Polyglucosan body myopathy-2, the pure skeletal myopathy form of glycogen storage disease type XV, is caused by glycogenin-1 deficiency, the priming enzyme of glycogen synthesis. To detail the clinical and morphological features in patients with polyglucosan body myopathy 2, we retrospectively analysed muscle symptoms and muscle biopsies from 17 patients from 12 families with pathogenic GYG1 gene mutations. Seven patients were male and ten patients were female. Age at onset varied from 15 to 79 years. Initial symptom was lower limb girdle weakness (4 patients), distal lower limb weakness (3 patients), upper limb girdle weakness (2 patients), muscle fatigability during running (2 patients), scapulo-peroneal weakness (1 patient), asymmetric hand and lower proximal limb weakness (1 patient), exercise intolerance with myalgia followed by limb girdle weakness (1 patient), and sports difficulties (1 patient). Clinical course was slowly progressive, with extension of weakness to proximal segments in distal patients. Associated mild axial weakness was found in 3 patients. Only 1 patient developed facial weakness. Strikingly, asymmetric weakness was noted in 6 patients. Proximal patients developed marked waddling gait necessitating the use of a cane/rollator, or intermittent wheelchair. Distal patients developed stepping gait. Serum CK were normal or slightly elevated in 8 patients, and highly elevated in 9 patients. None of the patients developed cardiac or respiratory involvement. Muscle biopsy showed vacuoles filled with hyperintense PAS-positive material partially resistant to α-amylase in 5-50% of fibers (14 patients). All patients presented one homozygous or two compound heterozygous GYG1 mutations. Nine patients were homozygous for the common c.143+3G>C mutation and three were heterozygous.
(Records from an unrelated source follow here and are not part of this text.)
//! Confirmation modal carrying the action it guards.
//!
//! The dialog owns the pending action; the only way to get it back is
//! [`ConfirmDialog::resolve`], which consumes the dialog. Whoever holds the
//! `Option<ConfirmDialog<_>>` therefore `take()`s it on every resolution path
//! (confirm, cancel, Escape) and nothing is left open behind the caller.

#[derive(Debug, Clone, PartialEq)]
pub struct ConfirmDialog<A> {
    pub title: String,
    pub message: String,
    action: A,
}

impl<A> ConfirmDialog<A> {
    pub fn new(title: impl Into<String>, message: impl Into<String>, action: A) -> Self {
        Self {
            title: title.into(),
            message: message.into(),
            action,
        }
    }

    pub fn action(&self) -> &A {
        &self.action
    }

    /// `Some(action)` when confirmed, `None` when cancelled
    pub fn resolve(self, confirmed: bool) -> Option<A> {
        confirmed.then_some(self.action)
    }
}

/// Actions that require confirmation before running
#[derive(Debug, Clone, PartialEq, Eq)]
pub enum PendingAction {
    DeleteKeybinding(i64),
    DeleteImage(String),
    RestartServer,
    ShutdownServer,
    InstallUpdate { version: String },
}

#[cfg(test)]
mod tests {
    use super::*;

    #[test]
    fn test_resolve_paths() {
        let dialog = ConfirmDialog::new("Delete image", "Really?", PendingAction::DeleteImage("a.png".into()));
        assert_eq!(dialog.action(), &PendingAction::DeleteImage("a.png".into()));
        assert_eq!(
            dialog.clone().resolve(true),
            Some(PendingAction::DeleteImage("a.png".into()))
        );
        assert_eq!(dialog.resolve(false), None);
    }

    #[test]
    fn test_take_leaves_no_dialog() {
        let mut slot = Some(ConfirmDialog::new("Restart", "Restart?", PendingAction::RestartServer));
        let outcome = slot.take().and_then(|dialog| dialog.resolve(false));
        assert!(outcome.is_none());
        assert!(slot.is_none());
    }
}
Polyglucosan body myopathy 2 shows an extremely variable clinical phenotype including slowly progressive limb girdle, scapulo-peroneal or distal, often-asymmetric weakness. Muscle fatigability, effort intolerance and myalgia are rare manifesting symptoms. On the other hand, the histopathologic phenotype is homogenous and easily recognisable. A multicentre international natural history study will be useful in view of a possible therapeutic approach.